===== RECORDS

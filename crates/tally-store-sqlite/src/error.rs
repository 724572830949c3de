//! Error type for `tally-store-sqlite`.

use thiserror::Error;

#[derive(Debug, Error)]
pub enum Error {
  #[error("core error: {0}")]
  Core(#[from] tally_core::Error),

  #[error("database error: {0}")]
  Database(#[from] tokio_rusqlite::Error),

  #[error("uuid parse error: {0}")]
  Uuid(#[from] uuid::Error),

  /// A stored discriminant, date, or time failed to decode.
  #[error("column decode error: {0}")]
  Decode(String),

  #[error("series not found: {0}")]
  SeriesNotFound(uuid::Uuid),

  #[error("occurrence not found or not pending: {0}")]
  OccurrenceNotFound(uuid::Uuid),

  #[error("policy not found: {0}")]
  PolicyNotFound(uuid::Uuid),
}

pub type Result<T, E = Error> = std::result::Result<T, E>;
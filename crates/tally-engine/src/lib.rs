//! The tally background engine: series materialisation, alert evaluation,
//! and the job scheduler that drives both.
//!
//! Everything here is constructed with injected dependencies — a
//! [`tally_core::store::LedgerStore`], a [`tally_core::clock::Clock`], and a
//! [`sender::Sender`] — so each component can be tested in isolation against
//! an in-memory store and a fixed clock.

pub mod error;
pub mod materializer;
pub mod message;
pub mod runner;
pub mod scheduler;
pub mod sender;

pub use error::{Error, Result};
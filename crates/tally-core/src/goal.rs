//! Savings goals — the second kind of resource a notification policy may
//! target.
//!
//! A goal's deadline plays the role of a due date: `due_soon` policies warn
//! before the deadline, `overdue` policies fire when the deadline passed with
//! the goal still unmet. Progress tracking itself belongs to the host
//! application; the engine only needs the alert-relevant projection.

use chrono::{DateTime, NaiveDate, Utc};
use serde::{Deserialize, Serialize};
use uuid::Uuid;

#[derive(Debug, Clone, Serialize, Deserialize)]
pub struct Goal {
  pub goal_id:             Uuid,
  pub organization_id:     Uuid,
  pub owner_id:            Uuid,
  pub title:               String,
  pub target_amount_cents: i64,
  pub saved_amount_cents:  i64,
  pub deadline:            NaiveDate,
  /// An achieved goal is never alert-eligible, regardless of its deadline.
  pub achieved:            bool,
  pub active:              bool,
  pub created_at:          DateTime<Utc>,
}

/// Input to [`crate::store::LedgerStore::create_goal`].
#[derive(Debug, Clone)]
pub struct NewGoal {
  pub organization_id:     Uuid,
  pub owner_id:            Uuid,
  pub title:               String,
  pub target_amount_cents: i64,
  pub deadline:            NaiveDate,
}
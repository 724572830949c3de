//! The injected clock.
//!
//! Everything time-dependent in the engine takes its "now" from a [`Clock`],
//! so materialisation horizons, day thresholds, and repeat spacing can all be
//! tested deterministically.

use std::sync::Mutex;

use chrono::{DateTime, Utc};

pub trait Clock: Send + Sync {
  fn now(&self) -> DateTime<Utc>;
}

/// The wall clock, used everywhere outside tests.
#[derive(Debug, Clone, Copy, Default)]
pub struct SystemClock;

impl Clock for SystemClock {
  fn now(&self) -> DateTime<Utc> { Utc::now() }
}

/// A settable clock for deterministic tests and replay.
#[derive(Debug)]
pub struct FixedClock {
  now: Mutex<DateTime<Utc>>,
}

impl FixedClock {
  pub fn at(now: DateTime<Utc>) -> Self {
    Self {
      now: Mutex::new(now),
    }
  }

  pub fn set(&self, now: DateTime<Utc>) {
    *self.now.lock().unwrap() = now;
  }

  pub fn advance(&self, by: chrono::Duration) {
    let mut now = self.now.lock().unwrap();
    *now += by;
  }
}

impl Clock for FixedClock {
  fn now(&self) -> DateTime<Utc> { *self.now.lock().unwrap() }
}
//! Outbound delivery seam.
//!
//! The runner only knows the [`Sender`] trait; concrete transports (push
//! gateways, SMS providers, chat webhooks) live behind it. The default
//! [`TracingSender`] just logs, which is what the server ships with until a
//! real provider is wired in.

use std::time::Duration;

use tokio::time::timeout;
use tracing::info;
use uuid::Uuid;

use tally_core::policy::Channel;

#[derive(Debug, thiserror::Error)]
pub enum SendError {
  #[error("delivery timed out after {0:?}")]
  Timeout(Duration),
  #[error("delivery failed: {0}")]
  Delivery(String),
}

pub trait Sender: Send + Sync {
  /// Deliver one message on one channel. Errors are recorded per attempt
  /// and never retried within the cycle.
  fn send<'a>(
    &'a self,
    channel: Channel,
    recipient: Uuid,
    message: &'a str,
  ) -> impl Future<Output = Result<(), SendError>> + Send + 'a;
}

/// Wrap a send in a hard deadline so a stuck provider cannot stall the
/// alert cycle.
pub async fn send_with_timeout<N: Sender>(
  sender: &N,
  channel: Channel,
  recipient: Uuid,
  message: &str,
  deadline: Duration,
) -> Result<(), SendError> {
  match timeout(deadline, sender.send(channel, recipient, message)).await {
    Ok(result) => result,
    Err(_) => Err(SendError::Timeout(deadline)),
  }
}

/// Logs every delivery at info level instead of sending anywhere.
#[derive(Debug, Default)]
pub struct TracingSender;

impl Sender for TracingSender {
  fn send<'a>(
    &'a self,
    channel: Channel,
    recipient: Uuid,
    message: &'a str,
  ) -> impl Future<Output = Result<(), SendError>> + Send + 'a {
    async move {
      info!(%channel, %recipient, message, "notification delivered");
      Ok(())
    }
  }
}
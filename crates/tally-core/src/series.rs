//! Transaction series — the recurring definition a user creates once.
//!
//! A series is never materialised directly into a ledger; the engine expands
//! it into concrete [`TransactionOccurrence`](crate::occurrence::TransactionOccurrence)
//! rows up to a safety horizon. Deactivating a series stops future
//! materialisation without deleting history.

use chrono::{DateTime, NaiveDate, Utc};
use serde::{Deserialize, Serialize};
use uuid::Uuid;

use crate::{Error, Result};

// ─── Flow direction ──────────────────────────────────────────────────────────

/// Whether money leaves or enters the household.
#[derive(Debug, Clone, Copy, PartialEq, Eq, Serialize, Deserialize)]
#[serde(rename_all = "lowercase")]
pub enum Flow {
  Expense,
  Income,
}

impl Flow {
  /// The discriminant string stored in the `flow` column.
  pub fn discriminant(self) -> &'static str {
    match self {
      Self::Expense => "expense",
      Self::Income => "income",
    }
  }
}

// ─── Recurrence ──────────────────────────────────────────────────────────────

/// The calendar unit a series repeats on.
#[derive(Debug, Clone, Copy, PartialEq, Eq, Serialize, Deserialize)]
#[serde(rename_all = "lowercase")]
pub enum RecurrenceKind {
  Weekly,
  Monthly,
  Yearly,
}

impl RecurrenceKind {
  pub fn discriminant(self) -> &'static str {
    match self {
      Self::Weekly => "weekly",
      Self::Monthly => "monthly",
      Self::Yearly => "yearly",
    }
  }
}

/// A recurrence pattern: a unit and a positive step count.
/// `interval` of 2 with [`RecurrenceKind::Weekly`] means "every other week".
#[derive(Debug, Clone, Copy, PartialEq, Eq, Serialize, Deserialize)]
pub struct Recurrence {
  pub kind:     RecurrenceKind,
  pub interval: u32,
}

impl Recurrence {
  pub fn new(kind: RecurrenceKind, interval: u32) -> Result<Self> {
    if interval < 1 {
      return Err(Error::InvalidInterval(interval));
    }
    Ok(Self { kind, interval })
  }
}

// ─── TransactionSeries ───────────────────────────────────────────────────────

/// The recurring definition. Occurrences are derived from it; the series
/// itself carries no per-installment state.
#[derive(Debug, Clone, Serialize, Deserialize)]
pub struct TransactionSeries {
  pub series_id:          Uuid,
  pub organization_id:    Uuid,
  pub owner_id:           Uuid,
  /// The counterparty, if it is a known user (e.g. the housemate being
  /// reimbursed).
  pub pay_to_id:          Option<Uuid>,
  pub title:              String,
  pub amount_cents:       i64,
  pub flow:               Flow,
  pub category_id:        Option<Uuid>,
  pub start_date:         NaiveDate,
  pub recurrence:         Recurrence,
  /// Upper bound on the number of occurrences (0-based indices
  /// `0..installments_total`). Mutually exclusive with `recurrence_until`.
  pub installments_total: Option<u32>,
  /// No occurrence is ever generated with a due date past this bound.
  pub recurrence_until:   Option<NaiveDate>,
  pub active:             bool,
  pub created_at:         DateTime<Utc>,
}

// ─── NewSeries ───────────────────────────────────────────────────────────────

/// Input to [`crate::store::LedgerStore::create_series`].
#[derive(Debug, Clone)]
pub struct NewSeries {
  pub organization_id:    Uuid,
  pub owner_id:           Uuid,
  pub pay_to_id:          Option<Uuid>,
  pub title:              String,
  pub amount_cents:       i64,
  pub flow:               Flow,
  pub category_id:        Option<Uuid>,
  pub start_date:         NaiveDate,
  pub recurrence:         Recurrence,
  pub installments_total: Option<u32>,
  pub recurrence_until:   Option<NaiveDate>,
}

impl NewSeries {
  /// Reject definitions materialisation could not honour: a zero interval,
  /// or two competing series bounds.
  pub fn validate(&self) -> Result<()> {
    if self.recurrence.interval < 1 {
      return Err(Error::InvalidInterval(self.recurrence.interval));
    }
    if self.installments_total.is_some() && self.recurrence_until.is_some() {
      return Err(Error::ConflictingSeriesBounds);
    }
    Ok(())
  }
}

==========

● **WHAT THE TASK REQUIRES**:
Of the lines above, extract only those from the line with "pub struct SystemClock;" to the line with "impl Clock for FixedClock", both included, exactly as written.

● **SOLVED PROBLEM**:
pub struct SystemClock;

impl Clock for SystemClock {
  fn now(&self) -> DateTime<Utc> { Utc::now() }
}

/// A settable clock for deterministic tests and replay.
#[derive(Debug)]
pub struct FixedClock {
  now: Mutex<DateTime<Utc>>,
}

impl FixedClock {
  pub fn at(now: DateTime<Utc>) -> Self {
    Self {
      now: Mutex::new(now),
    }
  }

  pub fn set(&self, now: DateTime<Utc>) {
    *self.now.lock().unwrap() = now;
  }

  pub fn advance(&self, by: chrono::Duration) {
    let mut now = self.now.lock().unwrap();
    *now += by;
  }
}

impl Clock for FixedClock {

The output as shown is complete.